Task instructions —
In the listing below, find the line with "type TestResult = std::result::Result<(), Box<dyn" and the line with "let registry = load_rule_registry(&path)?;". Repeat those two lines and all lines between them exactly.

Top of Data for this task

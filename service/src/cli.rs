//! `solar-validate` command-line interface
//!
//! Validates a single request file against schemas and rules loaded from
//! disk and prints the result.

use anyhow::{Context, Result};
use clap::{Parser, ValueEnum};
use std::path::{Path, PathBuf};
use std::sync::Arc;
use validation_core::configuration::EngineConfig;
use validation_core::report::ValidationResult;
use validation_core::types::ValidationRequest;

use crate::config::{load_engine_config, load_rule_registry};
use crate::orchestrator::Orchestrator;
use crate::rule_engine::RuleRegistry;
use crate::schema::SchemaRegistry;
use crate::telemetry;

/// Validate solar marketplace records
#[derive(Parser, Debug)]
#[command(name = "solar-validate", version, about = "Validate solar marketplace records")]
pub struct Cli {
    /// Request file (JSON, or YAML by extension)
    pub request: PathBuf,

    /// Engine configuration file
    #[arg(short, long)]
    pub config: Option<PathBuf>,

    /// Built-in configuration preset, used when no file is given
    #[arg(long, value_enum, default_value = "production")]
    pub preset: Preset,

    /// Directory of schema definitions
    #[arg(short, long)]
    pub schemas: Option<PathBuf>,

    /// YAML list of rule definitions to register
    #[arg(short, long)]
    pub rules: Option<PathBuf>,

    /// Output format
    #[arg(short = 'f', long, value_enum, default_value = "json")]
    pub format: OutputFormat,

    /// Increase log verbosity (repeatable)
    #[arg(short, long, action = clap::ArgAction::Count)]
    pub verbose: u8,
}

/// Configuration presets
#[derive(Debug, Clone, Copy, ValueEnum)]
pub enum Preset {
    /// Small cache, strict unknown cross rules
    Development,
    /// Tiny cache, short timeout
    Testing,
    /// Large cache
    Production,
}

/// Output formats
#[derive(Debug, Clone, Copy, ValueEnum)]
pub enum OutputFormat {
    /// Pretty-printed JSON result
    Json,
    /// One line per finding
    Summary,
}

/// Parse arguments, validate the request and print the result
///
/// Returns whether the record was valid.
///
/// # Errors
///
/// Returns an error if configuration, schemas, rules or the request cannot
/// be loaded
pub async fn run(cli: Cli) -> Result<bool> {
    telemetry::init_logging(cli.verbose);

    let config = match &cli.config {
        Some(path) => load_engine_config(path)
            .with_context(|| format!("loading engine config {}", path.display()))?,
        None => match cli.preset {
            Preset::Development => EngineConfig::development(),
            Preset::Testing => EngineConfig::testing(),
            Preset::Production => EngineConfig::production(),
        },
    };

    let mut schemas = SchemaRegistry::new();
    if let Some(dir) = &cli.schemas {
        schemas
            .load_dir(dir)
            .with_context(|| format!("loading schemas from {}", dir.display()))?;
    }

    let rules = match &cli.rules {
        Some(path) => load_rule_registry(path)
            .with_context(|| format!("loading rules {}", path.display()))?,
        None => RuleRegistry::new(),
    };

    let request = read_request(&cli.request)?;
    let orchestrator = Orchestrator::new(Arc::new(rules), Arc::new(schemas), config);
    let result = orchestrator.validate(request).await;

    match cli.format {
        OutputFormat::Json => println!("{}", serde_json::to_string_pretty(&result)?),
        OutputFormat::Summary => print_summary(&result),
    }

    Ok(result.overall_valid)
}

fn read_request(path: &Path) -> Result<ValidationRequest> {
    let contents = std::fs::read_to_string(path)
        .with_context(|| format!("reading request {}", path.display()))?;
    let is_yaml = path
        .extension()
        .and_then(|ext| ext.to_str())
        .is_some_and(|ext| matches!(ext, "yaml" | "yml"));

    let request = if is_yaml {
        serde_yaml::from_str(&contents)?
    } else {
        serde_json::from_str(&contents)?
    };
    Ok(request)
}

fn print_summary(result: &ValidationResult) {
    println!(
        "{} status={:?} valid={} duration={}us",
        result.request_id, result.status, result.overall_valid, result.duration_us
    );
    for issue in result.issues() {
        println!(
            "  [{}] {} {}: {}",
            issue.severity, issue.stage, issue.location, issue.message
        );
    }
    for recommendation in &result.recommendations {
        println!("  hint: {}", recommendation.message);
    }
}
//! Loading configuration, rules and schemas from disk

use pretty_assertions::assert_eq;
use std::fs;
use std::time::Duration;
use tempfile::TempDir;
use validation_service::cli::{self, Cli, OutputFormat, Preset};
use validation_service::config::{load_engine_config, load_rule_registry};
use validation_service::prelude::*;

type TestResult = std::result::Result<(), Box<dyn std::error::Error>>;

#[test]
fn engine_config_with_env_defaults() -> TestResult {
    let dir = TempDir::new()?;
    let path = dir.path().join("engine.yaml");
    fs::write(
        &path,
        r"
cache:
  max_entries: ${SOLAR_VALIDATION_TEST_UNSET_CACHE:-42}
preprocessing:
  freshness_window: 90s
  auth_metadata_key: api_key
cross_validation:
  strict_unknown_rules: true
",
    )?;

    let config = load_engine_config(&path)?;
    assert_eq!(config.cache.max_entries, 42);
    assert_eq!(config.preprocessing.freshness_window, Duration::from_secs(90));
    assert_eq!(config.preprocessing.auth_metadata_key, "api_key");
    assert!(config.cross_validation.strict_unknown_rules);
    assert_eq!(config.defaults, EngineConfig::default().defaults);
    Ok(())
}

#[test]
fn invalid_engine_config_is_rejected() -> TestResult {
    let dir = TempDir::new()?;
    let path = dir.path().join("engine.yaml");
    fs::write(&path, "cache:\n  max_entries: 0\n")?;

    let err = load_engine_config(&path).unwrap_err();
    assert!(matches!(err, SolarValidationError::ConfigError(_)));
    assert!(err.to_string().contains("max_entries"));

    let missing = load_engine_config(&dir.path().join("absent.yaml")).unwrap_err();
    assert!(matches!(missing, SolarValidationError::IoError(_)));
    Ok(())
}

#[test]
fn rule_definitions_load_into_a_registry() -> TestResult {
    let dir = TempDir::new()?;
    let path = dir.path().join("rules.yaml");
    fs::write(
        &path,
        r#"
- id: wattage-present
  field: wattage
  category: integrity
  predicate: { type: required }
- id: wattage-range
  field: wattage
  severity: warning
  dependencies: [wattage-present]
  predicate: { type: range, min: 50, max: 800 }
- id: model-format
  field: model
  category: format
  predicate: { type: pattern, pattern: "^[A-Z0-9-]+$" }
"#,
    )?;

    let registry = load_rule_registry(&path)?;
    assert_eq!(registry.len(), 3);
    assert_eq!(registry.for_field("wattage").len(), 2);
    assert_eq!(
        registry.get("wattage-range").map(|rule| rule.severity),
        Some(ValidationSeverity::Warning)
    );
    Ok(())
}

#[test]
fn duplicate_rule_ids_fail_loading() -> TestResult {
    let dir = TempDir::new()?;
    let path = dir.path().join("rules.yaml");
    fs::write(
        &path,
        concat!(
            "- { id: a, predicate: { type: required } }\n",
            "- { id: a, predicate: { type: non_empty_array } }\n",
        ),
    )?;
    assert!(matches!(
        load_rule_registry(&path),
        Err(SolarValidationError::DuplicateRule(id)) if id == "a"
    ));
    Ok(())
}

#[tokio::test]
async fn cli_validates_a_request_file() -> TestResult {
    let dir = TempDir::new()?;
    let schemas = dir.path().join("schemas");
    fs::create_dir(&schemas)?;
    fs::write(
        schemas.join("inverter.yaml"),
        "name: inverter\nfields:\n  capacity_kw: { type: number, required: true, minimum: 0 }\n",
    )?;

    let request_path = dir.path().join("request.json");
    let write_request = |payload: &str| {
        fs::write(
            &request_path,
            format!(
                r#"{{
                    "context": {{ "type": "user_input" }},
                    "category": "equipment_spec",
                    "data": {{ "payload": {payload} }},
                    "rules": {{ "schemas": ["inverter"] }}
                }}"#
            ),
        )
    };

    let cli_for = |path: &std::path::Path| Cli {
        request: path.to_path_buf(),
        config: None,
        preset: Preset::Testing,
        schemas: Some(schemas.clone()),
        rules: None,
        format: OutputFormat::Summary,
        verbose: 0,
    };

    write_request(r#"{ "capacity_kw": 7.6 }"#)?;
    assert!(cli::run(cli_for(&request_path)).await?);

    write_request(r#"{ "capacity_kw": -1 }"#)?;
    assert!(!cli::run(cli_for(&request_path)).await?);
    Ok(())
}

Bottom of Data for this task

Answer to this exercise —
type TestResult = std::result::Result<(), Box<dyn std::error::Error>>;

#[test]
fn engine_config_with_env_defaults() -> TestResult {
    let dir = TempDir::new()?;
    let path = dir.path().join("engine.yaml");
    fs::write(
        &path,
        r"
cache:
  max_entries: ${SOLAR_VALIDATION_TEST_UNSET_CACHE:-42}
preprocessing:
  freshness_window: 90s
  auth_metadata_key: api_key
cross_validation:
  strict_unknown_rules: true
",
    )?;

    let config = load_engine_config(&path)?;
    assert_eq!(config.cache.max_entries, 42);
    assert_eq!(config.preprocessing.freshness_window, Duration::from_secs(90));
    assert_eq!(config.preprocessing.auth_metadata_key, "api_key");
    assert!(config.cross_validation.strict_unknown_rules);
    assert_eq!(config.defaults, EngineConfig::default().defaults);
    Ok(())
}

#[test]
fn invalid_engine_config_is_rejected() -> TestResult {
    let dir = TempDir::new()?;
    let path = dir.path().join("engine.yaml");
    fs::write(&path, "cache:\n  max_entries: 0\n")?;

    let err = load_engine_config(&path).unwrap_err();
    assert!(matches!(err, SolarValidationError::ConfigError(_)));
    assert!(err.to_string().contains("max_entries"));

    let missing = load_engine_config(&dir.path().join("absent.yaml")).unwrap_err();
    assert!(matches!(missing, SolarValidationError::IoError(_)));
    Ok(())
}

#[test]
fn rule_definitions_load_into_a_registry() -> TestResult {
    let dir = TempDir::new()?;
    let path = dir.path().join("rules.yaml");
    fs::write(
        &path,
        r#"
- id: wattage-present
  field: wattage
  category: integrity
  predicate: { type: required }
- id: wattage-range
  field: wattage
  severity: warning
  dependencies: [wattage-present]
  predicate: { type: range, min: 50, max: 800 }
- id: model-format
  field: model
  category: format
  predicate: { type: pattern, pattern: "^[A-Z0-9-]+$" }
"#,
    )?;

    let registry = load_rule_registry(&path)?;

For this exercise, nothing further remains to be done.